Another important edge case is when a diagonal element is zero. Since diagonal cells are required to contain non-zero values, even a single zero invalidates the matrix immediately. The implementation checks this condition as soon as a diagonal cell is encountered and returns False without unnecessary additional work.
A third important edge case is when a non-diagonal cell contains a non-zero value. This is easy to overlook if the implementation focuses only on validating diagonals.
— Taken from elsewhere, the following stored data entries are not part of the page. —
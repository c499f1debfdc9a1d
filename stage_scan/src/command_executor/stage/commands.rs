use kinesis::{KinesisError, StatusBits};
use utilities::command_executor::Command;

use crate::command_executor::stage::StageHandler;

#[derive(Debug, Clone)]
pub enum StageCommand {
    GetPosition,
    GetStatus,
    ToDeviceUnits(f64),
    MoveAbsolute(i32),
}

#[derive(Debug)]
pub enum StageResponse {
    Position { device_units: i32, real_mm: f64 },
    Status(StatusBits),
    DeviceUnits(i32),
    Ok,
}

impl Command for StageCommand {
    type Response = StageResponse;
    type Handler = StageHandler;

    fn execute(self, handler: &mut Self::Handler) -> Result<Self::Response, KinesisError> {
        match self {
            StageCommand::GetPosition => {
                let (device_units, real_mm) = handler.position()?;
                Ok(StageResponse::Position {
                    device_units,
                    real_mm,
                })
            }
            StageCommand::GetStatus => {
                let status = handler.status()?;
                Ok(StageResponse::Status(status))
            }
            StageCommand::ToDeviceUnits(real_mm) => {
                let device_units = handler.to_device(real_mm)?;
                Ok(StageResponse::DeviceUnits(device_units))
            }
            StageCommand::MoveAbsolute(device_units) => {
                handler.move_absolute(device_units)?;
                Ok(StageResponse::Ok)
            }
        }
    }
}
use std::time::Duration;

use commands::StageCommand;
use kinesis::{DcServo, KinesisError, StatusBits};
use utilities::command_executor::DeviceHandler;

pub mod command_sender;
pub mod commands;

/// Owns the open servo on the executor thread.
pub struct StageHandler {
    servo: DcServo,
    request_delay: Duration,
    arm_delay: Duration,
}

impl DeviceHandler for StageHandler {
    type Command = StageCommand;
    type Error = KinesisError;
}

impl StageHandler {
    pub fn new(servo: DcServo, request_delay: Duration, arm_delay: Duration) -> Self {
        Self {
            servo,
            request_delay,
            arm_delay,
        }
    }

    /// Requests a fresh position and waits for the polled value to update.
    pub fn position(&mut self) -> Result<(i32, f64), KinesisError> {
        self.servo.request_position()?;
        std::thread::sleep(self.request_delay);

        let device_units = self.servo.position();
        let real = self.servo.to_real(device_units)?;
        Ok((device_units, real))
    }

    pub fn status(&mut self) -> Result<StatusBits, KinesisError> {
        self.servo.request_status()?;
        std::thread::sleep(self.request_delay);
        Ok(self.servo.status())
    }

    pub fn to_device(&mut self, real_mm: f64) -> Result<i32, KinesisError> {
        self.servo.to_device(real_mm)
    }

    pub fn move_absolute(&mut self, device_units: i32) -> Result<(), KinesisError> {
        self.servo.set_move_absolute(device_units)?;
        std::thread::sleep(self.arm_delay);
        self.servo.move_absolute()
    }
}
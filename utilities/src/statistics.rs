/// Mean and population standard deviation of a batch of readings.
#[derive(Debug, Clone, Copy, PartialEq)]
pub struct SampleStats {
    pub mean: f64,
    pub std_dev: f64,
    pub count: usize,
}

#[derive(Debug, Clone, Copy, PartialEq, Eq, thiserror::Error)]
pub enum StatsError {
    #[error("No samples to aggregate")]
    Empty,
}

impl SampleStats {
    pub fn from_samples(values: &[f64]) -> Result<Self, StatsError> {
        if values.is_empty() {
            return Err(StatsError::Empty);
        }

        let count = values.len();
        let mean = values.iter().sum::<f64>() / count as f64;
        let variance = values.iter().map(|&v| (v - mean).powi(2)).sum::<f64>() / count as f64;

        Ok(Self {
            mean,
            std_dev: variance.sqrt(),
            count,
        })
    }
}

#[cfg(test)]
mod tests {
    use super::*;

    #[test]
    fn population_std_dev() {
        let stats = SampleStats::from_samples(&[10.0, 10.2, 9.8, 10.0]).unwrap();
        assert!((stats.mean - 10.0).abs() < 1e-12);
        assert!((stats.std_dev - 0.02_f64.sqrt()).abs() < 1e-12);
        assert!((stats.std_dev - 0.1414).abs() < 1e-4);
        assert_eq!(stats.count, 4);
    }

    #[test]
    fn single_sample_has_no_spread() {
        let stats = SampleStats::from_samples(&[0.5]).unwrap();
        assert_eq!(stats.mean, 0.5);
        assert_eq!(stats.std_dev, 0.0);
    }

    #[test]
    fn empty_batch_is_rejected() {
        assert_eq!(SampleStats::from_samples(&[]), Err(StatsError::Empty));
    }
}
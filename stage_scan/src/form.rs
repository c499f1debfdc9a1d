use std::{path::PathBuf, str::FromStr};

use crate::scan::{Direction, MeasurementRequest, ScanRequest};

#[derive(Debug, Clone, Copy, PartialEq, Eq, Default)]
pub enum FormKind {
    #[default]
    Move,
    MoveAndMeasure,
}

#[derive(Debug, Clone, PartialEq, Eq, thiserror::Error)]
pub enum InputError {
    #[error("Please fill in the {0} field")]
    MissingField(&'static str),

    #[error("'{value}' is not a valid {field}")]
    InvalidNumber { field: &'static str, value: String },

    #[error("The number of steps must be a positive integer")]
    NonPositiveSteps,

    #[error("Please choose a file to save the measurements to")]
    MissingSavePath,
}

/// Raw operator input as typed into the form.
#[derive(Debug, Clone, PartialEq)]
pub struct FormInput {
    pub target_mm: String,
    pub steps: String,
    pub direction: Direction,
    pub wavelength_nm: String,
    pub save_path: Option<PathBuf>,
}

impl Default for FormInput {
    fn default() -> Self {
        Self {
            target_mm: String::new(),
            steps: String::new(),
            direction: Direction::Forward,
            wavelength_nm: "1064".to_string(),
            save_path: None,
        }
    }
}

fn parse_field<T: FromStr>(field: &'static str, raw: &str) -> Result<T, InputError> {
    let value = raw.trim();
    if value.is_empty() {
        return Err(InputError::MissingField(field));
    }
    value.parse().map_err(|_| InputError::InvalidNumber {
        field,
        value: value.to_string(),
    })
}

impl FormInput {
    /// Checks the fields `kind` needs and builds the scan they describe.
    /// `samples` is the number of power readings taken per step.
    pub fn validate(&self, kind: FormKind, samples: usize) -> Result<ScanRequest, InputError> {
        let target_mm: f64 = parse_field("target position", &self.target_mm)?;
        if !target_mm.is_finite() {
            return Err(InputError::InvalidNumber {
                field: "target position",
                value: self.target_mm.trim().to_string(),
            });
        }

        let steps: i64 = parse_field("number of steps", &self.steps)?;
        let steps = u32::try_from(steps)
            .ok()
            .filter(|&n| n > 0)
            .ok_or(InputError::NonPositiveSteps)?;

        let measurement = match kind {
            FormKind::Move => None,
            FormKind::MoveAndMeasure => {
                let wavelength_nm: f64 = parse_field("wavelength", &self.wavelength_nm)?;
                if !(wavelength_nm > 0.0) || !wavelength_nm.is_finite() {
                    return Err(InputError::InvalidNumber {
                        field: "wavelength",
                        value: self.wavelength_nm.trim().to_string(),
                    });
                }

                let output = self
                    .save_path
                    .clone()
                    .filter(|p| !p.as_os_str().is_empty())
                    .ok_or(InputError::MissingSavePath)?;

                Some(MeasurementRequest {
                    wavelength_nm,
                    samples,
                    output,
                })
            }
        };

        Ok(ScanRequest {
            target_mm,
            steps,
            direction: Some(self.direction),
            measurement,
        })
    }
}
use kinesis::{KinesisError, StatusBits};
use utilities::{
    command_executor::{CommandSender, ExecutorError},
    motor_controller::{LinearStage, MotorState},
};

use super::commands::{StageCommand, StageResponse};

pub type StageError = ExecutorError<KinesisError>;

/// Status word as seen by the settle loop. Forward (CW) is increasing position.
#[derive(Debug, Clone, Copy, PartialEq, Eq)]
pub struct StageState(pub StatusBits);

impl MotorState for StageState {
    fn start_switch(&self) -> bool {
        self.0.reverse_limit()
    }

    fn end_switch(&self) -> bool {
        self.0.forward_limit()
    }

    fn is_moving(&self) -> bool {
        self.0.is_moving()
    }
}

#[derive(Clone)]
pub struct StageCommandSender {
    sender: CommandSender<StageCommand>,
}

impl StageCommandSender {
    pub fn new(sender: CommandSender<StageCommand>) -> Self {
        Self { sender }
    }

    fn unexpected(&self) -> StageError {
        ExecutorError::UnexpectedResponse(self.sender.name().to_string())
    }

    /// Position in device and real units.
    pub async fn get_position(&self) -> Result<(i32, f64), StageError> {
        match self.sender.send_command(StageCommand::GetPosition).await? {
            StageResponse::Position {
                device_units,
                real_mm,
            } => Ok((device_units, real_mm)),
            _ => Err(self.unexpected()),
        }
    }

    pub async fn get_status(&self) -> Result<StatusBits, StageError> {
        match self.sender.send_command(StageCommand::GetStatus).await? {
            StageResponse::Status(status) => Ok(status),
            _ => Err(self.unexpected()),
        }
    }
}

impl LinearStage for StageCommandSender {
    type Error = StageError;
    type State = StageState;

    async fn position(&self) -> Result<f64, StageError> {
        self.get_position().await.map(|(_, real_mm)| real_mm)
    }

    async fn state(&self) -> Result<StageState, StageError> {
        self.get_status().await.map(StageState)
    }

    async fn to_device_units(&self, position: f64) -> Result<i32, StageError> {
        match self
            .sender
            .send_command(StageCommand::ToDeviceUnits(position))
            .await?
        {
            StageResponse::DeviceUnits(device_units) => Ok(device_units),
            _ => Err(self.unexpected()),
        }
    }

    async fn start_move(&self, device_units: i32) -> Result<(), StageError> {
        match self
            .sender
            .send_command(StageCommand::MoveAbsolute(device_units))
            .await?
        {
            StageResponse::Ok => Ok(()),
            _ => Err(self.unexpected()),
        }
    }
}

#[cfg(test)]
mod tests {
    use super::*;

    #[test]
    fn limit_switches_map_to_travel_ends() {
        let forward = StageState(StatusBits::CW_HARDWARE_LIMIT);
        assert!(forward.end_switch());
        assert!(!forward.start_switch());

        let reverse = StageState(StatusBits::CCW_SOFTWARE_LIMIT);
        assert!(reverse.start_switch());
        assert!(!reverse.end_switch());

        assert!(StageState(StatusBits::MOVING_CW).is_moving());
    }
}
#![allow(async_fn_in_trait)]

use std::{error::Error, time::Duration};

use tokio::time::Instant;

/// Snapshot of the controller status word.
pub trait MotorState {
    /// Limit at the low end of travel.
    fn start_switch(&self) -> bool;
    /// Limit at the high end of travel.
    fn end_switch(&self) -> bool;
    fn is_moving(&self) -> bool;
}

/// Linear stage addressed in real units (mm).
pub trait LinearStage {
    type Error: Error + Send + Sync + 'static;
    type State: MotorState;

    /// Freshly requested position.
    async fn position(&self) -> Result<f64, Self::Error>;
    async fn state(&self) -> Result<Self::State, Self::Error>;
    async fn to_device_units(&self, position: f64) -> Result<i32, Self::Error>;

    /// Starts an absolute move and returns without waiting for it to finish.
    async fn start_move(&self, device_units: i32) -> Result<(), Self::Error>;
}

#[derive(Debug, Clone, Copy, PartialEq)]
pub struct SettleParams {
    pub poll_interval: Duration,
    pub position_window: f64,
    pub time_limit: Duration,
}

impl Default for SettleParams {
    fn default() -> Self {
        Self {
            poll_interval: Duration::from_millis(100),
            position_window: 0.01,
            time_limit: Duration::from_secs(30),
        }
    }
}

#[derive(Debug, thiserror::Error)]
pub enum SettleError<E: Error + 'static> {
    #[error(transparent)]
    Stage(E),

    #[error(
        "Stage did not settle at {target:.4} mm within {time_limit:?} (last position {last_position:.4} mm)"
    )]
    Timeout {
        target: f64,
        last_position: f64,
        time_limit: Duration,
    },

    #[error("Stage stopped on a limit switch at {position:.4} mm before reaching {target:.4} mm")]
    LimitSwitch { target: f64, position: f64 },
}

/// Polls the stage until it has stopped inside the position window around
/// `target`. A stage resting on the limit switch on the way to `target` fails
/// immediately.
pub async fn wait_until_settled<S: LinearStage>(
    stage: &S,
    target: f64,
    params: &SettleParams,
) -> Result<f64, SettleError<S::Error>> {
    let start_time = Instant::now();

    loop {
        let state = stage.state().await.map_err(SettleError::Stage)?;
        let position = stage.position().await.map_err(SettleError::Stage)?;
        let error = position - target;

        if !state.is_moving() {
            if error.abs() <= params.position_window {
                tracing::debug!(target_mm = target, position, "Stage settled");
                return Ok(position);
            }

            let blocked = if error < 0.0 {
                state.end_switch()
            } else {
                state.start_switch()
            };
            if blocked {
                return Err(SettleError::LimitSwitch { target, position });
            }
        }

        if start_time.elapsed() > params.time_limit {
            return Err(SettleError::Timeout {
                target,
                last_position: position,
                time_limit: params.time_limit,
            });
        }

        tokio::time::sleep(params.poll_interval).await;
    }
}

#[cfg(test)]
mod tests {
    use std::{
        cell::{Cell, RefCell},
        collections::VecDeque,
        convert::Infallible,
    };

    use super::*;

    #[derive(Debug, Clone, Copy, Default)]
    struct Switches {
        moving: bool,
        start: bool,
        end: bool,
    }

    impl MotorState for Switches {
        fn start_switch(&self) -> bool {
            self.start
        }

        fn end_switch(&self) -> bool {
            self.end
        }

        fn is_moving(&self) -> bool {
            self.moving
        }
    }

    /// Replays a fixed trajectory, one sample per poll; the last sample repeats.
    struct Trajectory {
        samples: RefCell<VecDeque<(Switches, f64)>>,
        current: Cell<(Switches, f64)>,
    }

    impl Trajectory {
        fn new(samples: &[(bool, f64)]) -> Self {
            let samples: Vec<_> = samples
                .iter()
                .map(|&(moving, position)| {
                    (
                        Switches {
                            moving,
                            ..Default::default()
                        },
                        position,
                    )
                })
                .collect();
            Self::with_switches(&samples)
        }

        fn with_switches(samples: &[(Switches, f64)]) -> Self {
            Self {
                samples: RefCell::new(samples.iter().copied().collect()),
                current: Cell::new(samples[0]),
            }
        }
    }

    impl LinearStage for Trajectory {
        type Error = Infallible;
        type State = Switches;

        async fn position(&self) -> Result<f64, Infallible> {
            Ok(self.current.get().1)
        }

        async fn state(&self) -> Result<Switches, Infallible> {
            if let Some(sample) = self.samples.borrow_mut().pop_front() {
                self.current.set(sample);
            }
            Ok(self.current.get().0)
        }

        async fn to_device_units(&self, position: f64) -> Result<i32, Infallible> {
            Ok((position * 1000.0) as i32)
        }

        async fn start_move(&self, _device_units: i32) -> Result<(), Infallible> {
            Ok(())
        }
    }

    #[tokio::test(start_paused = true)]
    async fn returns_once_stopped_inside_window() {
        let stage = Trajectory::new(&[(true, 0.0), (true, 0.6), (true, 0.95), (false, 1.0005)]);
        let position = wait_until_settled(&stage, 1.0, &SettleParams::default())
            .await
            .unwrap();
        assert_eq!(position, 1.0005);
    }

    #[tokio::test(start_paused = true)]
    async fn stationary_outside_window_keeps_waiting_until_timeout() {
        let stage = Trajectory::new(&[(false, 0.5)]);
        let params = SettleParams {
            time_limit: Duration::from_secs(2),
            ..Default::default()
        };

        match wait_until_settled(&stage, 1.0, &params).await {
            Err(SettleError::Timeout {
                target,
                last_position,
                ..
            }) => {
                assert_eq!(target, 1.0);
                assert_eq!(last_position, 0.5);
            }
            other => panic!("expected timeout, got {other:?}"),
        }
    }

    #[tokio::test(start_paused = true)]
    async fn moving_through_target_is_not_settled() {
        let stage = Trajectory::new(&[(true, 1.0), (true, 1.0), (false, 1.0)]);
        let params = SettleParams::default();
        let started = Instant::now();

        wait_until_settled(&stage, 1.0, &params).await.unwrap();
        assert_eq!(started.elapsed(), params.poll_interval * 2);
    }

    #[tokio::test(start_paused = true)]
    async fn stopped_on_end_switch_short_of_target_fails_fast() {
        let moving = Switches {
            moving: true,
            ..Default::default()
        };
        let parked = Switches {
            end: true,
            ..Default::default()
        };
        let stage = Trajectory::with_switches(&[(moving, 20.0), (moving, 24.0), (parked, 25.0)]);
        let params = SettleParams::default();
        let started = Instant::now();

        match wait_until_settled(&stage, 30.0, &params).await {
            Err(SettleError::LimitSwitch { target, position }) => {
                assert_eq!(target, 30.0);
                assert_eq!(position, 25.0);
            }
            other => panic!("expected limit switch, got {other:?}"),
        }
        assert_eq!(started.elapsed(), params.poll_interval * 2);
    }

    #[tokio::test(start_paused = true)]
    async fn switch_behind_the_target_does_not_block() {
        let leaving = Switches {
            start: true,
            ..Default::default()
        };
        let stage = Trajectory::with_switches(&[
            (leaving, 0.0),
            (Switches::default(), 0.0),
        ]);
        let params = SettleParams {
            time_limit: Duration::from_secs(1),
            ..Default::default()
        };

        // Below the target with only the start switch set: keep waiting.
        assert!(matches!(
            wait_until_settled(&stage, 1.0, &params).await,
            Err(SettleError::Timeout { .. })
        ));
    }
}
The algorithm explicitly checks every non-diagonal position and ensures it equals zero, guaranteeing that extra values outside the X shape are detected correctly.
A final edge case involves the smallest allowed matrix size, which is 3 x 3. Small matrices often expose indexing mistakes or incorrect diagonal calculations. The formula row + col == n - 1 works correctly even at the smallest valid size, ensuring reliable behavior across all allowed inputs.